Nastya knows she can't trust any of the soldiers, even the ones who seem to be kind. She especially can't risk any of them finding out about the matryoshka doll or the spells she uses to help her brother, but there is one guard who does not always act like the others, who sometimes seems as though he might not be the loyal Bolshevik soldier he acts like. Zash has secrets of his own, including a hidden bottle of spell ink and the way he sometimes looks at Nastya. Nastya harbours hope that Zash will prove to be a friend, or perhaps even something more, despite his Bolshevik uniform, but when the firing squad come for Nastya and her family, Nastya is crushed to see Zash holding one of the guns.

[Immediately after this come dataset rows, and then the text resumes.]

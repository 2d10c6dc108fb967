//! Instruction kinds and their result-typing rules.

use crate::arena::Id;
use crate::ir::BasicBlockData;
use crate::ty::{BroadcastingConfig, DataType, ElementKey, Shape, Type};
use crate::value::Use;

/// Binary arithmetic, boolean and comparison operators.
#[derive(Clone, Copy, Debug, PartialEq, Eq, Hash)]
pub enum BinaryOp {
    Add,
    Subtract,
    Multiply,
    Divide,
    Power,
    And,
    Or,
    Xor,
    Equal,
    NotEqual,
    LessThan,
    LessEqual,
    GreaterThan,
    GreaterEqual,
}

impl BinaryOp {
    #[must_use]
    pub fn is_comparison(self) -> bool {
        matches!(
            self,
            BinaryOp::Equal
                | BinaryOp::NotEqual
                | BinaryOp::LessThan
                | BinaryOp::LessEqual
                | BinaryOp::GreaterThan
                | BinaryOp::GreaterEqual
        )
    }

    #[must_use]
    pub fn keyword(self) -> &'static str {
        match self {
            BinaryOp::Add => "add",
            BinaryOp::Subtract => "subtract",
            BinaryOp::Multiply => "multiply",
            BinaryOp::Divide => "divide",
            BinaryOp::Power => "power",
            BinaryOp::And => "and",
            BinaryOp::Or => "or",
            BinaryOp::Xor => "xor",
            BinaryOp::Equal => "equal",
            BinaryOp::NotEqual => "notEqual",
            BinaryOp::LessThan => "lessThan",
            BinaryOp::LessEqual => "lessEqual",
            BinaryOp::GreaterThan => "greaterThan",
            BinaryOp::GreaterEqual => "greaterEqual",
        }
    }
}

/// Unary elementwise transforms.
#[derive(Clone, Copy, Debug, PartialEq, Eq, Hash)]
pub enum UnaryOp {
    Negate,
    Not,
    Sqrt,
    Square,
    Exp,
    Log,
    Sin,
    Cos,
    Tanh,
    Sigmoid,
    Relu,
    Abs,
}

impl UnaryOp {
    #[must_use]
    pub fn keyword(self) -> &'static str {
        match self {
            UnaryOp::Negate => "negate",
            UnaryOp::Not => "not",
            UnaryOp::Sqrt => "sqrt",
            UnaryOp::Square => "square",
            UnaryOp::Exp => "exp",
            UnaryOp::Log => "log",
            UnaryOp::Sin => "sin",
            UnaryOp::Cos => "cos",
            UnaryOp::Tanh => "tanh",
            UnaryOp::Sigmoid => "sigmoid",
            UnaryOp::Relu => "relu",
            UnaryOp::Abs => "abs",
        }
    }
}

/// The associative function reduced or scanned over an axis.
#[derive(Clone, Copy, Debug, PartialEq, Eq, Hash)]
pub enum AssociativeOp {
    Sum,
    Product,
    Max,
    Min,
    Mean,
    And,
    Or,
}

impl AssociativeOp {
    #[must_use]
    pub fn keyword(self) -> &'static str {
        match self {
            AssociativeOp::Sum => "sum",
            AssociativeOp::Product => "product",
            AssociativeOp::Max => "max",
            AssociativeOp::Min => "min",
            AssociativeOp::Mean => "mean",
            AssociativeOp::And => "and",
            AssociativeOp::Or => "or",
        }
    }
}

/// Which side of a branch target a [`InstructionKind::Conditional`] jumps
/// to, bundled with the block argument list.
#[derive(Clone, Debug)]
pub struct BranchTarget {
    pub block: Id<BasicBlockData>,
    pub arguments: Vec<Use>,
}

/// The closed sum of every operation an instruction may perform.
///
/// Each variant's result type is computed by [`InstructionKind::result_type`]
/// from its operands alone, never from surrounding context — this is what
/// lets the builder type every instruction it creates on the spot.
#[derive(Clone, Debug)]
pub enum InstructionKind {
    Binary { op: BinaryOp, lhs: Use, rhs: Use, broadcasting: Option<BroadcastingConfig> },
    Unary { op: UnaryOp, operand: Use },
    MatrixMultiply { lhs: Use, rhs: Use },
    Transpose { operand: Use },
    Reduce { op: AssociativeOp, operand: Use, axis: usize },
    Scan { op: AssociativeOp, operand: Use, axis: usize },
    Concatenate { operands: Vec<Use>, axis: usize },
    ShapeCast { operand: Use, shape: Shape },
    DataTypeCast { operand: Use, data_type: DataType },
    Tuple { elements: Vec<Use> },
    Extract { source: Use, keys: Vec<ElementKey> },
    Insert { value: Use, destination: Use, keys: Vec<ElementKey> },
    ElementPointer { source: Use, keys: Vec<ElementKey> },
    Load { pointer: Use },
    Store { value: Use, destination: Use },
    AllocateHeap { element_type: Type, count: Use },
    AllocateBox { element_type: Type },
    ProjectBox { boxed: Use },
    Deallocate { value: Use },
    Apply { callee: Use, arguments: Vec<Use> },
    Gradient { function: Use, output: Use, with_respect_to: Vec<usize>, keeping: Vec<usize> },
    Branch { target: BranchTarget },
    Conditional { condition: Use, when_true: BranchTarget, when_false: BranchTarget },
    Return { value: Option<Use> },
}

impl InstructionKind {
    /// Whether this kind ends a basic block.
    #[must_use]
    pub fn is_terminator(&self) -> bool {
        matches!(
            self,
            InstructionKind::Branch { .. }
                | InstructionKind::Conditional { .. }
                | InstructionKind::Return { .. }
        )
    }

    /// Computes the result type of this instruction from its operand
    /// types, per the table in §4.2. Returns `None` if the operands are
    /// not well-typed for this kind (left for the verifier to report).
    ///
    /// Every operand is a [`Use`], which already carries its own ascribed
    /// type (invariant 3), so no separate lookup into the module's
    /// arenas is needed here.
    #[must_use]
    pub fn result_type(&self) -> Option<Type> {
        match self {
            InstructionKind::Binary { op, lhs, rhs, broadcasting } => {
                let result = lhs.ascribed_type().broadcast_result(rhs.ascribed_type(), *broadcasting)?;
                if op.is_comparison() {
                    let t = result.tensor()?;
                    Some(Type::tensor_of(t.shape.clone(), DataType::bool1()))
                } else {
                    Some(result)
                }
            }
            InstructionKind::Unary { operand, .. } => Some(operand.ascribed_type().clone()),
            InstructionKind::MatrixMultiply { lhs, rhs } => lhs.ascribed_type().matmul_result(rhs.ascribed_type()),
            InstructionKind::Transpose { operand } => {
                let t = operand.ascribed_type().tensor()?;
                if t.rank() < 2 {
                    return None;
                }
                let mut shape = t.shape.clone();
                let n = shape.len();
                shape.swap(n - 1, n - 2);
                Some(Type::tensor_of(shape, t.data_type))
            }
            InstructionKind::Reduce { operand, axis, .. } => {
                let t = operand.ascribed_type().tensor()?;
                if *axis >= t.rank() {
                    return None;
                }
                let mut shape = t.shape.clone();
                shape.remove(*axis);
                Some(Type::tensor_of(shape, t.data_type))
            }
            InstructionKind::Scan { operand, axis, .. } => {
                let t = operand.ascribed_type().tensor()?;
                if *axis >= t.rank() {
                    return None;
                }
                Some(operand.ascribed_type().clone())
            }
            InstructionKind::Concatenate { operands, axis } => {
                let first = operands.first()?.ascribed_type().tensor()?;
                if *axis >= first.rank() {
                    return None;
                }
                let mut total = 0u64;
                for use_ in operands {
                    let t = use_.ascribed_type().tensor()?;
                    if t.data_type != first.data_type || t.rank() != first.rank() {
                        return None;
                    }
                    total += t.shape[*axis];
                }
                let mut shape = first.shape.clone();
                shape[*axis] = total;
                Some(Type::tensor_of(shape, first.data_type))
            }
            InstructionKind::ShapeCast { operand, shape } => {
                let t = operand.ascribed_type().tensor()?;
                Some(Type::tensor_of(shape.clone(), t.data_type))
            }
            InstructionKind::DataTypeCast { operand, data_type } => {
                let t = operand.ascribed_type().tensor()?;
                Some(Type::tensor_of(t.shape.clone(), *data_type))
            }
            InstructionKind::Tuple { elements } => {
                Some(Type::Tuple(elements.iter().map(|e| e.ascribed_type().clone()).collect()))
            }
            InstructionKind::Extract { source, keys } => source.ascribed_type().element_type(keys),
            InstructionKind::Insert { destination, .. } => Some(destination.ascribed_type().clone()),
            InstructionKind::ElementPointer { source, keys } => {
                let pointee = source.ascribed_type().element_type(keys)?;
                Some(Type::Pointer(Box::new(pointee)))
            }
            InstructionKind::Load { pointer } => match pointer.ascribed_type() {
                Type::Pointer(inner) | Type::Box(inner) => Some((**inner).clone()),
                _ => None,
            },
            InstructionKind::Store { .. } => Some(Type::Void),
            InstructionKind::AllocateHeap { element_type, .. } => Some(Type::Array(Box::new(element_type.clone()))),
            InstructionKind::AllocateBox { element_type } => Some(Type::Box(Box::new(element_type.clone()))),
            InstructionKind::ProjectBox { boxed } => match boxed.ascribed_type() {
                Type::Box(inner) => Some((**inner).clone()),
                _ => None,
            },
            InstructionKind::Deallocate { .. } => Some(Type::Void),
            InstructionKind::Apply { callee, .. } => match callee.ascribed_type() {
                Type::Function(f) => Some((*f.result).clone()),
                _ => None,
            },
            InstructionKind::Gradient { function, with_respect_to, keeping, .. } => {
                let f = match function.ascribed_type() {
                    Type::Function(f) => f,
                    _ => return None,
                };
                let mut elements = Vec::new();
                if !keeping.is_empty() {
                    elements.push((*f.result).clone());
                }
                for &index in with_respect_to {
                    elements.push(f.arguments.get(index)?.clone());
                }
                Some(Type::Tuple(elements))
            }
            InstructionKind::Branch { .. } | InstructionKind::Conditional { .. } | InstructionKind::Return { .. } => {
                Some(Type::Void)
            }
        }
    }
}

#[cfg(test)]
mod tests {
    use super::*;
    use crate::value::{Literal, ScalarLiteral};

    fn scalar_use(t: Type, v: f64) -> Use {
        Use::Literal(t, Literal::Scalar(ScalarLiteral::Float(v)))
    }

    #[test]
    fn add_broadcasts_and_preserves_data_type() {
        let t = Type::tensor_of(vec![4, 4], DataType::f32());
        let kind = InstructionKind::Binary {
            op: BinaryOp::Add,
            lhs: scalar_use(t.clone(), 1.0),
            rhs: scalar_use(t.clone(), 2.0),
            broadcasting: None,
        };
        assert_eq!(kind.result_type(), Some(t));
    }

    #[test]
    fn comparison_yields_bool_tensor() {
        let t = Type::tensor_of(vec![4, 4], DataType::f32());
        let kind = InstructionKind::Binary {
            op: BinaryOp::LessThan,
            lhs: scalar_use(t.clone(), 1.0),
            rhs: scalar_use(t, 2.0),
            broadcasting: None,
        };
        assert_eq!(kind.result_type(), Some(Type::tensor_of(vec![4, 4], DataType::bool1())));
    }

    #[test]
    fn reduce_drops_the_axis() {
        let t = Type::tensor_of(vec![4, 8], DataType::f32());
        let kind = InstructionKind::Reduce { op: AssociativeOp::Sum, operand: scalar_use(t, 0.0), axis: 1 };
        assert_eq!(kind.result_type(), Some(Type::tensor_of(vec![4], DataType::f32())));
    }

    #[test]
    fn scan_preserves_shape() {
        let t = Type::tensor_of(vec![4, 8], DataType::f32());
        let kind = InstructionKind::Scan { op: AssociativeOp::Sum, operand: scalar_use(t.clone(), 0.0), axis: 1 };
        assert_eq!(kind.result_type(), Some(t));
    }

    #[test]
    fn store_and_deallocate_are_void() {
        let t = Type::scalar(DataType::f32());
        let store = InstructionKind::Store { value: scalar_use(t.clone(), 1.0), destination: scalar_use(t.clone(), 2.0) };
        assert_eq!(store.result_type(), Some(Type::Void));
        let dealloc = InstructionKind::Deallocate { value: scalar_use(t, 3.0) };
        assert_eq!(dealloc.result_type(), Some(Type::Void));
    }

    #[test]
    fn allocate_heap_yields_array_type() {
        let element = Type::scalar(DataType::f32());
        let count = scalar_use(Type::scalar(DataType::i32()), 4.0);
        let kind = InstructionKind::AllocateHeap { element_type: element.clone(), count };
        assert_eq!(kind.result_type(), Some(Type::Array(Box::new(element))));
    }

    #[test]
    fn gradient_tuples_wrt_argument_types_and_keeps_result() {
        let result_ty = Type::scalar(DataType::f32());
        let arg0 = Type::scalar(DataType::f32());
        let arg1 = Type::tensor_of(vec![4], DataType::f32());
        let function_type = Type::Function(crate::ty::FunctionType {
            arguments: vec![arg0.clone(), arg1.clone()],
            result: Box::new(result_ty.clone()),
        });
        let kind = InstructionKind::Gradient {
            function: scalar_use(function_type, 0.0),
            output: scalar_use(result_ty.clone(), 0.0),
            with_respect_to: vec![0, 1],
            keeping: vec![0],
        };
        assert_eq!(
            kind.result_type(),
            Some(Type::Tuple(vec![result_ty, arg0, arg1]))
        );
    }

    #[test]
    fn terminators_are_recognized() {
        assert!(InstructionKind::Return { value: None }.is_terminator());
        assert!(!InstructionKind::Deallocate { value: scalar_use(Type::scalar(DataType::f32()), 0.0) }.is_terminator());
    }
}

The exile and execution of the Romanov family, and the persisting rumours of Anastasia's survival, have been the subject of many stories over the years since the real life event. What Brandes's interpretation brings to this well trodden story is the addition of magic and romance in the young Anastasia's life. Anastasia, or Nastya, as she is known throughout the novel, is, in Brandes's hands, a feisty and stubborn young woman, who cares for her family above everything else. The entire Romanov family are presented in this story as a close-knit and loving family, one who any reader would sympathise with, which makes it all the more upsetting when the inevitable happens, and Nastya and her family must face their execution.

Romanov is a fantastical mix of history and magic, combining a realistic interpretation of the Romanov family's exile with a wild story of spells and spell masters. It feels, upon reading, as though Brandes has done a lot of research into the Romanov family's final weeks, which is perhaps why the first half of this story, which is more heavily based on real events, feels like a slightly different novel than the second half, which definitely takes a turn away from the realistic. This is not a bad thing, it is simply one way in which the two sides of this story play together to present a story for Anastasia Romanov that feels as though it could be true, provided, of course, one accepts that Rasputin really was a spell master and that he taught the young Anastasia a few tricks of his trade before his own execution. 

I received a complimentary copy of this book from Thomas Nelson through NetGalley. Opinions expressed in this review are completely my own.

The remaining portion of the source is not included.